In recent years, there have been a series of violent clashes at colleges with right-wing student groups such as the Akhil Bharatiya Vidyarthi Parishad (ABVP). The common refrain has been the ABVP claiming will not allow “anti-national forces” on campuses and will take the law into its own hands.

india Updated: Feb 23, 2017 21:54 IST
HT Correspondents
Ramjas college

ABVP activists beating Ramjas students , after JNU student Umar Khalid’s visit to Ramjas College was cancelled following protests by students, on Wednesday.(Raj K Raj/HT PHOTO)

Some of the top educational institutions in the country like Delhi’s Ramjas college have seen violent clashes in recent years with right wing student organisations creating ruckus to oppose those they perceive as “anti-nationals”.

Cases have been registered against students and university authorities have taken action against faculty who invited the so-called ‘anti-national’ speakers.

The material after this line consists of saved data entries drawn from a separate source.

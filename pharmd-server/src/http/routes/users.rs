//! User endpoints

use std::sync::Arc;

use axum::{
    extract::{Path, State},
    http::StatusCode,
    routing::{get, post},
    Json, Router,
};
use serde::{Deserialize, Serialize};

use crate::db::repos::{User, UserRepo};
use crate::http::error::ApiError;
use crate::http::server::AppState;
use crate::models::ValidationError;

/// Create user request
#[derive(Deserialize)]
pub struct CreateUserRequest {
    pub email: String,
    pub name: String,
}

/// User response
#[derive(Serialize)]
pub struct UserResponse {
    pub user_id: String,
    pub email: String,
    pub name: String,
}

impl From<User> for UserResponse {
    fn from(u: User) -> Self {
        Self {
            user_id: u.user_id,
            email: u.email,
            name: u.name,
        }
    }
}

/// POST /api/users - create a new user
async fn create_user(
    State(state): State<Arc<AppState>>,
    Json(req): Json<CreateUserRequest>,
) -> Result<(StatusCode, Json<UserResponse>), ApiError> {
    if req.email.is_empty() {
        return Err(ValidationError::Empty { field: "email" }.into());
    }
    if req.name.is_empty() {
        return Err(ValidationError::Empty { field: "name" }.into());
    }

    let user = UserRepo::new(&state.pool)
        .create(&req.email, &req.name)
        .await?;

    Ok((StatusCode::CREATED, Json(UserResponse::from(user))))
}

/// GET /api/users/{user_id} - get user by id
async fn get_user(
    State(state): State<Arc<AppState>>,
    Path(user_id): Path<String>,
) -> Result<Json<UserResponse>, ApiError> {
    let user = UserRepo::new(&state.pool).get(&user_id).await?;
    Ok(Json(UserResponse::from(user)))
}

/// User routes
pub fn router() -> Router<Arc<AppState>> {
    Router::new()
        .route("/users", post(create_user))
        .route("/users/{user_id}", get(get_user))
}

#[cfg(test)]
mod tests {
    use super::*;

    #[test]
    fn response_from_record() {
        let user = User {
            user_id: "u1".into(),
            email: "user@test.invalid".into(),
            name: "Test User".into(),
        };
        let resp = UserResponse::from(user);
        assert_eq!(resp.user_id, "u1");
        assert_eq!(resp.email, "user@test.invalid");
    }
}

The common refrain in all these incidents is that the Akhil Bharatiya Vidyarthi Parishad will not allow “anti-national forces” on campuses and will take the law into its own hands. Here’s a look at the violent ways of the ABVP on campuses:

Jai Narain Vyas University (JNVU), Jodhpur (Rajasthan)

Earlier this month, a case was registered against JNU professor Nivedita Menon for reportedly saying that India’s claim over Kashmir was false, that soldiers join army for livelihood not patriotism. This evoked a violent protest from the ABVP.

The university suspended professor Rajshree Ranawat for inviting Menon for the February 3 function. Vice-chancellor RP Singh also hinted that her services could be terminated after the inquiry committee submits its report.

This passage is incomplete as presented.